I spent yesterday in the waiting areas of Virginia Oncology Associates as my dear friend was undergoing her fifth of six chemotherapy infusions. As a bystander – an outsider, fortunately, from that select group of cancer patients, the bonding and comradery are obvious. Regardless of age, or race, or status in life, the goal of cancer treatment endurance and survival rendered each one equal to the other. Shared remedies for side effects, regiment of treatment, attention to eating properly and taking medications as proscribed produced ongoing empathetic exchanges. Even the medical providers who commit their expertise and compassion toward the healing and comforting of these patients, time after time, day after day, still cannot relate in the same way as these united in their combat against the common foe of cancer.
The experience brought to mind the wonderful accounts of Father Damien of Molokai – accounts that illustrate this phenomenon better than most stories we could share. Father Damien had been called as priest to Molokai to minister to the people of this Hawaiian Island.

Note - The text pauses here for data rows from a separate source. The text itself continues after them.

//! Corpus assembly
//!
//! Turns a directory of plain-text article files into the structures the
//! index is built from: a flattened byte buffer of filtered keyword
//! streams separated by a sentinel byte, plus the paragraph table mapping
//! buffer offsets back to article, section, original text, and keywords.

pub mod assembler;
pub mod extract;
pub mod keywords;

pub use assembler::{AssembledCorpus, assemble};
pub use extract::{RawParagraph, extract_paragraphs};
pub use keywords::KeywordExtractor;
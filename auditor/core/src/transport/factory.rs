//! Transport Factory
//!
//! Builds the [`TransportSelector`] from configuration. This abstracts
//! transport creation from the driver and the CLI.

use super::{
    config::{StrategyPreference, TransportConfig},
    http::HttpPollingChannel,
    selector::TransportSelector,
    traits::{AuditTransport, TransportError},
};

#[cfg(feature = "websocket")]
use super::websocket::WebSocketChannel;

/// Create a transport selector based on configuration
///
/// The polling channel is always built. The streaming channel is built when
/// the preference allows it and an endpoint is configured. Without the
/// `websocket` feature the selector is polling-only.
///
/// # Errors
///
/// Returns `TransportError::Http` if the HTTP client cannot be built.
///
/// # Example
///
/// ```ignore
/// use auditor_core::transport::{create_selector, TransportConfig};
///
/// let selector = create_selector(&TransportConfig::default())?;
/// ```
pub fn create_selector(config: &TransportConfig) -> Result<TransportSelector, TransportError> {
    let polling: Box<dyn AuditTransport> = Box::new(HttpPollingChannel::new(config)?);
    let streaming = match config.strategy {
        StrategyPreference::Polling => None,
        StrategyPreference::Auto | StrategyPreference::Streaming => streaming_channel(config),
    };

    if streaming.is_none() && config.strategy == StrategyPreference::Streaming {
        tracing::warn!("Streaming requested but unavailable; using polling");
    }

    let selector = TransportSelector::new(streaming, polling);
    tracing::info!(
        strategy = %selector.selection(),
        preference = %config.strategy,
        "Transport selected"
    );
    Ok(selector)
}

#[cfg(feature = "websocket")]
fn streaming_channel(config: &TransportConfig) -> Option<Box<dyn AuditTransport>> {
    WebSocketChannel::from_config(config).map(|channel| Box::new(channel) as Box<dyn AuditTransport>)
}

#[cfg(not(feature = "websocket"))]
fn streaming_channel(_config: &TransportConfig) -> Option<Box<dyn AuditTransport>> {
    None
}

#[cfg(test)]
mod tests {
    use super::*;
    use crate::transport::TransportStrategy;

    #[test]
    fn test_polling_preference_builds_polling_selector() {
        let selector = create_selector(&TransportConfig::polling("http://127.0.0.1:5000")).unwrap();
        assert_eq!(selector.selection(), TransportStrategy::Polling);
    }

    #[cfg(feature = "websocket")]
    #[test]
    fn test_default_builds_streaming_selector() {
        let selector = create_selector(&TransportConfig::default()).unwrap();
        assert_eq!(selector.selection(), TransportStrategy::Streaming);
    }

    #[test]
    fn test_missing_endpoint_builds_polling_selector() {
        let config = TransportConfig {
            stream_url: None,
            ..Default::default()
        };
        let selector = create_selector(&config).unwrap();
        assert_eq!(selector.selection(), TransportStrategy::Polling);
    }
}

You might recognize that island as the one set aside as a leper colony up until much too recently. For decades, suspected victims of leprosy were ripped from their families and transported by force to the island where they could be held in captive isolation to prevent the spread of leprosy.
Father Damien was called and went willingly, well understanding the risks. Without fear, he administered Communion to gaping mouths, he held hands disfigured and missing fingers, he bandaged weeping sores, he prayed with them through sickness and death and buried them, all the time knowing the risk – all the time feeling that he could not completely nurture these so desperately ill because he himself was not a victim of leprosy.
Inevitably, after some decades of faithful ministry to the lepers of Molokai, Fr. Damien contracted the disease. For him, there was an inexplicable sense of joy that he could now suffer in solidarity with those he so loved.
My God, my God, why have you forsaken me?
and are so far from my cry
and from the words of my distress?
How many times have we uttered those same words in desperation? Today we come to acknowledge that God in Jesus Christ is united with us in that desperation; today we acknowledge that God knows our earthly suffering; today we give our most intentional thanksgivings for God’s love so true and unconditional that he was willing to take human suffering upon him – to be bound to us in our suffering; today we pause and focus on this enormous sacrifice – this enormous way of pain that our Lord suffered – – for us.
Jesus lives out the long-ago prophecy of Isaiah, bearing our infirmities and carrying our diseases. God came to earth in the human person of Jesus Christ, to live and die, to suffer pain and to be tempted by sin as we are tempted. Because he came, suffered, and died, we are assured that he is bonded to us in our own earthly suffering. And even in our grave desperation, we are not forsaken by God; God is never separate.
Until we experience the way of the pain of the cross as we do today, and come to a clearer understanding of this enormous sacrifice, until we better understand the cost that was paid for our redemption, we cannot rejoice with the fullest of joy on the Day of Resurrection.
Jesus joins us here today; Jesus shares our sorrows; we share his sorrows. Jesus takes our sorrows upon him; today we take his sorrow upon us. In the Incarnation of the Word made flesh – Jesus Christ, we are assured of that bond; we are assured that God will never forsake us.